From the entries, copy every line that carries the string "LevelSequencer".

SOURCE MATERIAL section start

#![deny(
    unsafe_code,
    missing_docs,
    dead_code,
    unused_results,
    non_snake_case,
    unreachable_pub
)]

//! Level definitions for Cube Roll and the line-oriented text format they are
//! authored in.
//!
//! A level file holds a playfield depth marker and one or more parts:
//!
//! ```text
//! //2
//! $1
//! XGX
//! XXX
//! $2
//! BGB
//! ```
//!
//! Within a part the last line is row `z = 0`.

mod source;

use std::path::PathBuf;

use cube_roll_core::{CubeSpawn, CubeType, GridPos};
use serde::Serialize;
use thiserror::Error;

pub use source::{level_name, DirectorySource, InMemorySource, LevelSource};

const DEPTH_MARKER: &str = "//";
const PART_MARKER: char = '$';

/// Errors raised while locating or parsing a level part.
#[derive(Debug, Error)]
pub enum LevelError {
    /// The named level resource does not exist.
    #[error("level `{level}` not found")]
    LevelNotFound {
        /// Name of the level that was requested.
        level: String,
    },
    /// The level exists but holds no lines for the requested part.
    #[error("part ${part} not found in level `{level}`")]
    PartNotFound {
        /// Name of the level that was searched.
        level: String,
        /// Part index that was requested.
        part: u32,
    },
    /// The level resource exists but could not be read.
    #[error("failed to read level file {}", .path.display())]
    Io {
        /// File that failed to read.
        path: PathBuf,
        /// Underlying I/O failure.
        #[source]
        source: std::io::Error,
    },
}

/// Kind of cube authored in a level cell.
#[derive(Clone, Copy, Debug, PartialEq, Eq, Hash, Serialize)]
pub enum CellKind {
    /// Neutral cube, also used for unrecognised glyphs.
    Gray,
    /// Chain reaction cube.
    Green,
    /// Heavy cube.
    Black,
}

impl CellKind {
    /// Maps a level glyph to its cell kind.
    #[must_use]
    pub const fn from_glyph(glyph: char) -> Self {
        match glyph {
            'G' => Self::Green,
            'X' => Self::Gray,
            'B' => Self::Black,
            _ => Self::Gray,
        }
    }

    /// Cube identity spawned for the cell.
    #[must_use]
    pub const fn cube_type(self) -> CubeType {
        match self {
            Self::Gray => CubeType::Gray,
            Self::Green => CubeType::Green,
            Self::Black => CubeType::Black,
        }
    }
}

/// Typed grid of a single level part plus its layout metadata.
#[derive(Clone, Debug, PartialEq, Eq, Serialize)]
pub struct LevelDefinition {
    width: u32,
    depth: u32,
    playfield_depth: u32,
    part_index: u32,
    cells: Vec<CellKind>,
}

impl LevelDefinition {
    /// Number of columns of the part.
    #[must_use]
    pub const fn width(&self) -> u32 {
        self.width
    }

    /// Number of authored rows of the part.
    #[must_use]
    pub const fn depth(&self) -> u32 {
        self.depth
    }

    /// Extra empty rows appended beyond the authored rows.
    #[must_use]
    pub const fn playfield_depth(&self) -> u32 {
        self.playfield_depth
    }

    /// Index of the part inside its level file.
    #[must_use]
    pub const fn part_index(&self) -> u32 {
        self.part_index
    }

    /// Number of ground rows needed to host the part and its staging rows.
    #[must_use]
    pub const fn ground_depth(&self) -> u32 {
        self.depth.saturating_add(self.playfield_depth)
    }

    /// Returns the kind authored at column `x`, row `z`.
    #[must_use]
    pub fn cell(&self, x: u32, z: u32) -> Option<CellKind> {
        if x >= self.width || z >= self.depth {
            return None;
        }
        let index = usize::try_from(u64::from(z) * u64::from(self.width) + u64::from(x)).ok()?;
        self.cells.get(index).copied()
    }

    /// Iterates over every authored cell, row by row from `z = 0`.
    pub fn cells(&self) -> impl Iterator<Item = (GridPos, CellKind)> + '_ {
        let width = self.width.max(1);
        self.cells.iter().enumerate().map(move |(index, kind)| {
            let index = u32::try_from(index).unwrap_or(u32::MAX);
            let cell = GridPos::new(
                i32::try_from(index % width).unwrap_or(i32::MAX),
                i32::try_from(index / width).unwrap_or(i32::MAX),
            );
            (cell, *kind)
        })
    }

    /// Playing cubes to spawn for the part, one per authored cell.
    #[must_use]
    pub fn cube_spawns(&self) -> Vec<CubeSpawn> {
        self.cells()
            .map(|(cell, kind)| CubeSpawn::new(cell, kind.cube_type()))
            .collect()
    }

    /// Renders the part back into glyph rows, top row first.
    #[must_use]
    pub fn to_glyph_rows(&self) -> Vec<String> {
        (0..self.depth)
            .rev()
            .map(|z| {
                (0..self.width)
                    .map(|x| match self.cell(x, z) {
                        Some(CellKind::Green) => 'G',
                        Some(CellKind::Black) => 'B',
                        Some(CellKind::Gray) | None => 'X',
                    })
                    .collect::<String>()
            })
            .collect()
    }
}

/// Parses part `part` out of the text of level `level`.
///
/// Only the lines of the requested part contribute to its grid, so parts of
/// a file may have different widths.
pub fn parse_part(level: &str, text: &str, part: u32) -> Result<LevelDefinition, LevelError> {
    let mut playfield_depth = 0;
    let mut reading = false;
    let mut part_lines: Vec<&str> = Vec::new();

    for raw in text.split('\n') {
        let line = raw.trim();
        if line.is_empty() {
            continue;
        }

        if let Some(rest) = line.strip_prefix(DEPTH_MARKER) {
            playfield_depth = rest.trim().parse().unwrap_or(0);
            continue;
        }

        if let Some(rest) = line.strip_prefix(PART_MARKER) {
            if reading {
                break;
            }
            reading = rest.trim().parse::<u32>().ok() == Some(part);
            continue;
        }

        if reading {
            part_lines.push(line);
        }
    }

    if part_lines.is_empty() {
        tracing::debug!(name = level, part, "no lines collected for part");
        return Err(LevelError::PartNotFound {
            level: level.to_owned(),
            part,
        });
    }

    let rows: Vec<Vec<char>> = part_lines
        .iter()
        .rev()
        .map(|line| line.chars().collect())
        .collect();
    let width = rows.iter().map(Vec::len).max().unwrap_or(0);
    let mut cells = Vec::with_capacity(width * rows.len());
    for row in &rows {
        for x in 0..width {
            cells.push(row.get(x).copied().map_or(CellKind::Gray, CellKind::from_glyph));
        }
    }

    Ok(LevelDefinition {
        width: u32::try_from(width).unwrap_or(u32::MAX),
        depth: u32::try_from(rows.len()).unwrap_or(u32::MAX),
        playfield_depth,
        part_index: part,
        cells,
    })
}

/// Reads level `level` from the source and parses part `part` out of it.
pub fn load<S>(source: &S, level: &str, part: u32) -> Result<LevelDefinition, LevelError>
where
    S: LevelSource + ?Sized,
{
    let text = source.read(level)?;
    let definition = parse_part(level, &text, part)?;
    tracing::info!(
        name = level,
        part,
        width = definition.width(),
        depth = definition.depth(),
        playfield_depth = definition.playfield_depth(),
        "level part loaded"
    );
    Ok(definition)
}
#![deny(
    unsafe_code,
    missing_docs,
    dead_code,
    unused_results,
    non_snake_case,
    unreachable_pub
)]

//! Level part sequencing: load, spawn ground, spawn cubes, rise, arm pressure.
//!
//! Each phase waits for the world to confirm the previous one, so a part is
//! never armed before every cube finished rising.

use std::time::Duration;

use cube_roll_core::{Command, Event};
use cube_roll_level::{load, LevelDefinition, LevelError, LevelSource};

/// Pause between spawning the cubes and rising them, and after the rise.
pub const DEFAULT_PHASE_DELAY: Duration = Duration::from_millis(500);
/// Extra pause after the rise before pressure is armed.
pub const DEFAULT_ARM_DELAY: Duration = Duration::from_secs(2);

/// Configuration parameters required to construct the sequencer.
#[derive(Clone, Copy, Debug, PartialEq, Eq)]
pub struct Config {
    phase_delay: Duration,
    arm_delay: Duration,
}

impl Config {
    /// Creates a configuration with the provided delays.
    #[must_use]
    pub const fn new(phase_delay: Duration, arm_delay: Duration) -> Self {
        Self {
            phase_delay,
            arm_delay,
        }
    }

    /// Pause around the rise phase.
    #[must_use]
    pub const fn phase_delay(&self) -> Duration {
        self.phase_delay
    }

    /// Extra pause before pressure is armed.
    #[must_use]
    pub const fn arm_delay(&self) -> Duration {
        self.arm_delay
    }
}

impl Default for Config {
    fn default() -> Self {
        Self::new(DEFAULT_PHASE_DELAY, DEFAULT_ARM_DELAY)
    }
}

/// Observable phase of the sequencer.
#[derive(Clone, Copy, Debug, PartialEq, Eq, Hash)]
pub enum SequencerState {
    /// No level has been started.
    Idle,
    /// Waiting for the ground layer.
    SpawningGround,
    /// Waiting for the playing cubes.
    SpawningCubes,
    /// Waiting for every playing cube to finish rising.
    Rising,
    /// Waiting out the delay before pressure is armed.
    Arming,
    /// The part is being played.
    Armed,
    /// Every part of the level was cleared.
    Complete,
    /// The level could not be read any further.
    Halted,
}

#[derive(Debug)]
enum Phase {
    Idle,
    SpawningGround,
    SpawningCubes,
    Rising {
        delay: Duration,
        dispatched: bool,
    },
    Arming {
        remaining: Duration,
    },
    Armed,
    Complete,
    Halted,
}

/// Pure system that walks a level through its parts.
#[derive(Debug)]
pub struct LevelSequencer {
    config: Config,
    phase: Phase,
    level: Option<String>,
    part: u32,
    current: Option<LevelDefinition>,
}

impl LevelSequencer {
    /// Creates an idle sequencer.
    #[must_use]
    pub fn new(config: Config) -> Self {
        Self {
            config,
            phase: Phase::Idle,
            level: None,
            part: 0,
            current: None,
        }
    }

    /// Current phase.
    #[must_use]
    pub fn state(&self) -> SequencerState {
        match self.phase {
            Phase::Idle => SequencerState::Idle,
            Phase::SpawningGround => SequencerState::SpawningGround,
            Phase::SpawningCubes => SequencerState::SpawningCubes,
            Phase::Rising { .. } => SequencerState::Rising,
            Phase::Arming { .. } => SequencerState::Arming,
            Phase::Armed => SequencerState::Armed,
            Phase::Complete => SequencerState::Complete,
            Phase::Halted => SequencerState::Halted,
        }
    }

    /// Name of the level being played.
    #[must_use]
    pub fn level(&self) -> Option<&str> {
        self.level.as_deref()
    }

    /// Index of the part being played.
    #[must_use]
    pub fn part(&self) -> u32 {
        self.part
    }

    /// Definition of the part being played.
    #[must_use]
    pub fn current(&self) -> Option<&LevelDefinition> {
        self.current.as_ref()
    }

    /// Loads part 1 of `level` and starts spawning it.
    pub fn start<S>(
        &mut self,
        level: &str,
        source: &S,
        out: &mut Vec<Command>,
    ) -> Result<(), LevelError>
    where
        S: LevelSource + ?Sized,
    {
        self.level = Some(level.to_owned());
        match load(source, level, 1) {
            Ok(definition) => {
                self.begin_part(definition, out);
                Ok(())
            }
            Err(error) => {
                tracing::warn!(name = level, %error, "level could not be started");
                self.phase = Phase::Halted;
                Err(error)
            }
        }
    }

    /// Consumes world confirmations and time to drive the phases.
    pub fn handle<S>(&mut self, events: &[Event], source: &S, out: &mut Vec<Command>)
    where
        S: LevelSource + ?Sized,
    {
        for event in events {
            match event {
                Event::GroundSpawned { .. } if matches!(self.phase, Phase::SpawningGround) => {
                    let cubes = self
                        .current
                        .as_ref()
                        .map(LevelDefinition::cube_spawns)
                        .unwrap_or_default();
                    self.phase = Phase::SpawningCubes;
                    out.push(Command::SpawnPlayingCubes { cubes });
                }
                Event::PlayingCubesSpawned { .. } if matches!(self.phase, Phase::SpawningCubes) => {
                    self.phase = Phase::Rising {
                        delay: self.config.phase_delay(),
                        dispatched: false,
                    };
                }
                Event::RiseCompleted { count } => {
                    if let Phase::Rising {
                        dispatched: true, ..
                    } = self.phase
                    {
                        tracing::debug!(count, "part risen");
                        self.phase = Phase::Arming {
                            remaining: self
                                .config
                                .phase_delay()
                                .saturating_add(self.config.arm_delay()),
                        };
                    }
                }
                Event::TimeAdvanced { dt } => self.advance(*dt, out),
                Event::LevelPartFinished if matches!(self.phase, Phase::Armed) => {
                    self.next_part(source, out);
                }
                _ => {}
            }
        }
    }

    fn begin_part(&mut self, definition: LevelDefinition, out: &mut Vec<Command>) {
        self.part = definition.part_index();
        tracing::info!(
            name = self.level.as_deref().unwrap_or_default(),
            part = self.part,
            "spawning level part"
        );
        out.push(Command::SpawnGround {
            width: definition.width(),
            depth: definition.ground_depth(),
        });
        self.current = Some(definition);
        self.phase = Phase::SpawningGround;
    }

    fn next_part<S>(&mut self, source: &S, out: &mut Vec<Command>)
    where
        S: LevelSource + ?Sized,
    {
        let Some(level) = self.level.clone() else {
            return;
        };
        let next = self.part.saturating_add(1);
        match load(source, &level, next) {
            Ok(definition) => self.begin_part(definition, out),
            Err(LevelError::PartNotFound { .. }) => {
                tracing::info!(name = %level, parts = self.part, "level complete");
                self.current = None;
                self.phase = Phase::Complete;
            }
            Err(error) => {
                tracing::warn!(name = %level, part = next, %error, "level halted");
                self.current = None;
                self.phase = Phase::Halted;
            }
        }
    }

    fn advance(&mut self, dt: Duration, out: &mut Vec<Command>) {
        match &mut self.phase {
            Phase::Rising { delay, dispatched } if !*dispatched => {
                *delay = delay.saturating_sub(dt);
                if delay.is_zero() {
                    *dispatched = true;
                    out.push(Command::RiseCubes);
                }
            }
            Phase::Arming { remaining } => {
                *remaining = remaining.saturating_sub(dt);
                if remaining.is_zero() {
                    self.phase = Phase::Armed;
                    out.push(Command::ArmPressure);
                }
            }
            _ => {}
        }
    }
}

impl Default for LevelSequencer {
    fn default() -> Self {
        Self::new(Config::default())
    }
}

SOURCE MATERIAL section end

# [SOLVED PROBLEM]
pub struct LevelSequencer {
impl LevelSequencer {
impl Default for LevelSequencer {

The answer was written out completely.